Saturday, June 19, 2010

Why don't men just stay at home?

Thanks to Evan Harris on Twitter for pointing me in the direction of this speech to the UN by Magali Prince of the International Humanist and Ethical Union.

She got a laugh when she suggested that it might be more appropriate to ensure men learned self control rather than force women to completely cover themselves when out in public in case they provoked men's lust.

A simple point, well made! And it also goes to show that an effective speech doesn't have to be very long. Here it is in full:

Mr President,

Women’s enjoyment of their human rights, including the right to education, is denied in much of the developing world.
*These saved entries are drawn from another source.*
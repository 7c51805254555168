//! The transport layer: acceptors, sessions (server-side peer handles), and
//! connectors (client-side peer handles) for TCP and UDP.
//!
//! A TCP session splits into a writer task, fed through a channel so that
//! writes from concurrently-executing method handlers still land on the
//! wire in submission order (I2), and a reader half owned exclusively by
//! the loop that calls it, which is what stands in for the "strand" of the
//! original design (see `SPEC_FULL.md` §3, §9): there's no separate
//! strand object because the reader's owning task already serializes every
//! touch of the parser.

pub mod tcp;
pub mod udp;

use std::net::SocketAddr;

/// Opaque identifier for a live session, used by the dispatcher's session
/// set and by interned weak references in spawned tasks (see
/// `dispatch::server`).
#[derive(Debug, Clone, Copy, PartialEq, Eq, Hash, PartialOrd, Ord)]
pub struct SessionId(pub u64);

/// A decoded message together with where it came from, as handed to the
/// dispatcher by a session's read loop.
#[derive(Debug)]
pub struct Inbound {
    pub session: SessionId,
    pub peer: SocketAddr,
    pub data: bytes::Bytes,
}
And nowhere is this more apparent than in societies where women are obliged to cover themselves from head to foot when they venture outside the home.

Women are trained to believe that this type of dress code is necessary for "modesty". Apparently, the sight of any part of a woman’s body, including her face or hair, is considered sexually provocative in some cultures, and likely to inflame men’s lust.

But surely a more appropriate solution to this problem would be to educate men to stay indoors until they learn some self-control.

The holy books teach both men and women to dress modestly, so why do we not see men covered from head to foot? The answer of course is that this is not about modesty; it is about men controlling women, and denying their right to education is part of this.

We hear much talk of the dignity of women, yet very little of women’s right to autonomy. But, Mr President, women can have no dignity without autonomy. Men do not own women.

We have heard much talk in this Council of Islamophobia, Judeophobia, Christianophobia and homophobia, but what of gynophobia, which is enslaving women in much of the developing world, and sees women merely as a source of temptation and evil?

We urge the international community to recognize its responsibility to women as autonomous members of the human race, and to wean the most patriarchal and authoritarian societies away from their deeply rooted misogyny.

Until this happens, Mr President, there can be no progress towards the full enjoyment of our human rights.

Thank you sir.


Although it was a good speech, your typical woman in Afghanistan, denied education and with an 80% chance of being on the receiving end of physical, emotional and sexual abuse from her husband will not hear it.

I've written before that I'd like to see more pressure put on the Afghan Government to do more for women's rights in that country, but this very rarely gets mentioned by politicians. I wonder if that's partly because there aren't enough women at the highest levels in Western politics.

It's not just Afghanistan, either. Magali said:

We urge the international community to recognize its responsibility to women as autonomous members of the human race, and to wean the most patriarchal and authoritarian societies away from their deeply rooted misogyny.


What's it going to take for the international community to pay more than lip service to this?

1 comment:

Jennie said...

Women have to want to fight for it, and too many don't. But at some point, men have to realise that the patriarchy hurts men too, and stop each other from enforcing it.

No amount of shouting at the oppressor ever ended oppression; the oppressors have to decide to stop oppressing.